= PROBLEM STATEMENT =
Look for "fresh" in each line of the records, and copy the lines that have it.

= Stored items =
☆ ☆ ☆

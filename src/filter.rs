// src/filter.rs
use tracing::debug;

use crate::config::WatchConfig;
use crate::seen::SeenSet;

/// Keyword predicate: some location (code or alias) must appear verbatim,
/// event phrase in any case.
#[derive(Debug, Clone)]
pub struct MatchRule {
    // codes plus alias names, all matched case-sensitively
    needles: Vec<String>,
    event_phrase_lower: String,
}

impl MatchRule {
    pub fn new(location: &str, event_phrase: &str) -> Self {
        Self::for_locations([location], event_phrase)
    }

    /// Match if the text names any of `locations`.
    pub fn for_locations<I, S>(locations: I, event_phrase: &str) -> Self
    where
        I: IntoIterator<Item = S>,
        S: AsRef<str>,
    {
        let needles = locations
            .into_iter()
            .map(|l| l.as_ref().trim().to_string())
            .filter(|l| !l.is_empty())
            .collect();
        Self {
            needles,
            event_phrase_lower: event_phrase.to_lowercase(),
        }
    }

    /// Also accept `name` wherever its code is one of the watched locations.
    pub fn with_alias(mut self, name: &str, code: &str) -> Self {
        let name = name.trim();
        if !name.is_empty() && self.needles.iter().any(|n| n == code) {
            self.needles.push(name.to_string());
        }
        self
    }

    pub fn from_config(cfg: &WatchConfig) -> Self {
        cfg.location_aliases.iter().fold(
            Self::for_locations(&cfg.locations, &cfg.event_phrase),
            |rule, (name, code)| rule.with_alias(name, code),
        )
    }

    pub fn matches(&self, text: &str) -> bool {
        self.needles.iter().any(|n| text.contains(n.as_str()))
            && text.to_lowercase().contains(&self.event_phrase_lower)
    }
}

/// Keep matching candidates not yet in `seen`, in input order, and mark every
/// match as seen. Membership is checked before marking, so a first-time match
/// is always emitted and a repeat (also within the same batch) never is.
pub fn filter_new_matches<I>(candidates: I, rule: &MatchRule, seen: &mut SeenSet) -> Vec<String>
where
    I: IntoIterator<Item = String>,
{
    let mut fresh = Vec::new();
    for text in candidates {
        if !rule.matches(&text) {
            continue;
        }
        let is_new = !seen.contains(&text);
        seen.insert(&text);
        if is_new {
            fresh.push(text);
        } else {
            debug!(target: "watch", "already notified, skipping");
        }
    }
    fresh
}

#[cfg(test)]
mod tests {
    use super::*;

    fn rule() -> MatchRule {
        MatchRule::new("CPH", "electrical shutdown")
    }

    #[test]
    fn event_phrase_is_case_insensitive() {
        let r = rule();
        assert!(r.matches("CPH Electrical Shutdown on Friday"));
        assert!(r.matches("CPH electrical shutdown on Friday"));
        assert!(r.matches("ELECTRICAL SHUTDOWN - CPH"));
    }

    #[test]
    fn location_is_case_sensitive() {
        let r = rule();
        assert!(!r.matches("cph electrical shutdown"));
        assert!(!r.matches("Cph electrical shutdown"));
    }

    #[test]
    fn both_parts_required() {
        let r = rule();
        assert!(!r.matches("CPH water shutdown"));
        assert!(!r.matches("DC electrical shutdown"));
        assert!(!r.matches("CPH electrical maintenance, shutdown later"));
    }

    #[test]
    fn non_matches_are_not_remembered() {
        let mut seen = SeenSet::new();
        let out = filter_new_matches(vec!["DC electrical shutdown".to_string()], &rule(), &mut seen);
        assert!(out.is_empty());
        assert!(seen.is_empty());
    }

    #[test]
    fn duplicates_within_one_batch_emit_once() {
        let mut seen = SeenSet::new();
        let s = "CPH electrical shutdown March 3".to_string();
        let out = filter_new_matches(vec![s.clone(), s.clone()], &rule(), &mut seen);
        assert_eq!(out, vec![s]);
        assert_eq!(seen.len(), 1);
    }

    #[test]
    fn any_listed_location_matches() {
        let r = MatchRule::for_locations(["CPH", "E2"], "electrical shutdown");
        assert!(r.matches("E2 electrical shutdown Saturday"));
        assert!(r.matches("CPH electrical shutdown Saturday"));
        assert!(!r.matches("DWE electrical shutdown Saturday"));
        assert!(!r.matches("e2 electrical shutdown Saturday"));
    }

    #[test]
    fn alias_counts_only_for_watched_codes() {
        let r = rule()
            .with_alias("Carl A Pollock Hall", "CPH")
            .with_alias("Douglas Wright Engineering", "DWE");
        assert!(r.matches("Carl A Pollock Hall - Electrical Shutdown"));
        assert!(!r.matches("Douglas Wright Engineering - Electrical Shutdown"));
        assert!(!r.matches("carl a pollock hall - electrical shutdown"));
    }

    #[test]
    fn from_config_uses_default_aliases() {
        let r = MatchRule::from_config(&WatchConfig::default());
        assert!(r.matches("Carl A. Pollock Hall electrical shutdown"));
        assert!(r.matches("CPH electrical shutdown"));
    }
}
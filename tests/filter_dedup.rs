// tests/filter_dedup.rs
use outage_watch::{filter_new_matches, MatchRule, SeenSet};

fn rule() -> MatchRule {
    MatchRule::new("CPH", "electrical shutdown")
}

#[test]
fn second_pass_never_re_emits() {
    let mut seen = SeenSet::new();
    let batch = vec![
        "CPH electrical shutdown - Mar 3".to_string(),
        "CPH Electrical Shutdown - Mar 10".to_string(),
        "E7 electrical shutdown".to_string(),
    ];

    let first = filter_new_matches(batch.clone(), &rule(), &mut seen);
    assert_eq!(first.len(), 2);

    let second = filter_new_matches(batch, &rule(), &mut seen);
    assert!(second.is_empty());
    assert_eq!(seen.len(), 2);
}

#[test]
fn only_the_unseen_one_comes_out() {
    let s = "CPH electrical shutdown notice for March".to_string();
    let t = "CPH ELECTRICAL SHUTDOWN notice for April".to_string();

    let mut seen = SeenSet::new();
    seen.insert(&s);

    let out = filter_new_matches(vec![s.clone(), t.clone()], &rule(), &mut seen);
    assert_eq!(out, vec![t.clone()]);

    assert_eq!(seen.len(), 2);
    assert!(seen.contains(&s));
    assert!(seen.contains(&t));
}

#[test]
fn keyword_predicate_table() {
    let r = rule();
    let cases = [
        ("CPH Electrical Shutdown", true),
        ("CPH electrical shutdown", true),
        ("Planned CPH eLeCtRiCaL sHuTdOwN tonight", true),
        ("cph electrical shutdown", false),
        ("CPH electrical outage", false),
        ("electrical shutdown in DWE", false),
        ("", false),
    ];
    for (text, want) in cases {
        assert_eq!(r.matches(text), want, "{text:?}");
    }
}

#[test]
fn order_of_new_matches_follows_input() {
    let mut seen = SeenSet::new();
    let batch: Vec<String> = (1..=4)
        .map(|i| format!("CPH electrical shutdown #{i}"))
        .collect();
    let out = filter_new_matches(batch.clone(), &rule(), &mut seen);
    assert_eq!(out, batch);
}

#[test]
fn several_buildings_any_of_them_counts() {
    let r = MatchRule::for_locations(["CPH", "E2"], "electrical shutdown")
        .with_alias("Carl A Pollock Hall", "CPH");
    let mut seen = SeenSet::new();
    let batch = vec![
        "E2 electrical shutdown - Apr 2".to_string(),
        "Carl A Pollock Hall Electrical Shutdown - Apr 3".to_string(),
        "DWE electrical shutdown - Apr 4".to_string(),
        "cph electrical shutdown - Apr 5".to_string(),
    ];
    let out = filter_new_matches(batch.clone(), &r, &mut seen);
    assert_eq!(out, batch[..2].to_vec());
    assert_eq!(seen.len(), 2);
}
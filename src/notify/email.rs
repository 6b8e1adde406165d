// src/notify/email.rs
use anyhow::{Context, Result};
use lettre::message::{Mailbox, Message, MultiPart, SinglePart};
use lettre::transport::smtp::{authentication::Credentials, AsyncSmtpTransport};
use lettre::{AsyncTransport, Tokio1Executor};
use std::time::Duration;

use super::{Notification, Notifier};
use crate::config::EmailConfig;

/// SMTP relay sender (STARTTLS + login).
pub struct EmailSender {
    mailer: AsyncSmtpTransport<Tokio1Executor>,
    from: Mailbox,
    to: Vec<Mailbox>,
    subject: String,
}

impl EmailSender {
    pub fn from_config(cfg: &EmailConfig) -> Result<Self> {
        let from: Mailbox = cfg
            .from
            .parse()
            .with_context(|| format!("invalid sender address {:?}", cfg.from))?;
        let to = parse_recipients(&cfg.to)?;

        let creds = Credentials::new(cfg.username.clone(), cfg.password.clone());
        let mailer = AsyncSmtpTransport::<Tokio1Executor>::starttls_relay(&cfg.smtp_host)
            .with_context(|| format!("invalid SMTP host {:?}", cfg.smtp_host))?
            .port(cfg.smtp_port)
            .credentials(creds)
            .timeout(Some(Duration::from_secs(30)))
            .build();

        Ok(Self {
            mailer,
            from,
            to,
            subject: cfg.subject.clone(),
        })
    }
}

pub fn parse_recipients(addrs: &[String]) -> Result<Vec<Mailbox>> {
    addrs
        .iter()
        .map(|a| {
            a.parse::<Mailbox>()
                .with_context(|| format!("invalid recipient address {a:?}"))
        })
        .collect()
}

/// Multipart message with a single plain-text part, to every recipient.
pub fn compose(from: &Mailbox, to: &[Mailbox], note: &Notification) -> Result<Message> {
    let mut builder = Message::builder()
        .from(from.clone())
        .subject(note.subject.clone());
    for rcpt in to {
        builder = builder.to(rcpt.clone());
    }
    builder
        .multipart(MultiPart::mixed().singlepart(SinglePart::plain(note.body.clone())))
        .context("build email")
}

#[async_trait::async_trait]
impl Notifier for EmailSender {
    async fn send(&self, announcement: &str) -> Result<()> {
        let note = Notification::outage(&self.subject, announcement);
        let msg = compose(&self.from, &self.to, &note)?;
        self.mailer.send(msg).await.context("send email")?;
        tracing::info!(target: "notify", recipients = self.to.len(), "email sent");
        Ok(())
    }

    fn name(&self) -> &'static str {
        "email"
    }
}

☆ ☆ ☆

= ANSWER TO THIS EXERCISE =
    let mut fresh = Vec::new();
            fresh.push(text);
    fresh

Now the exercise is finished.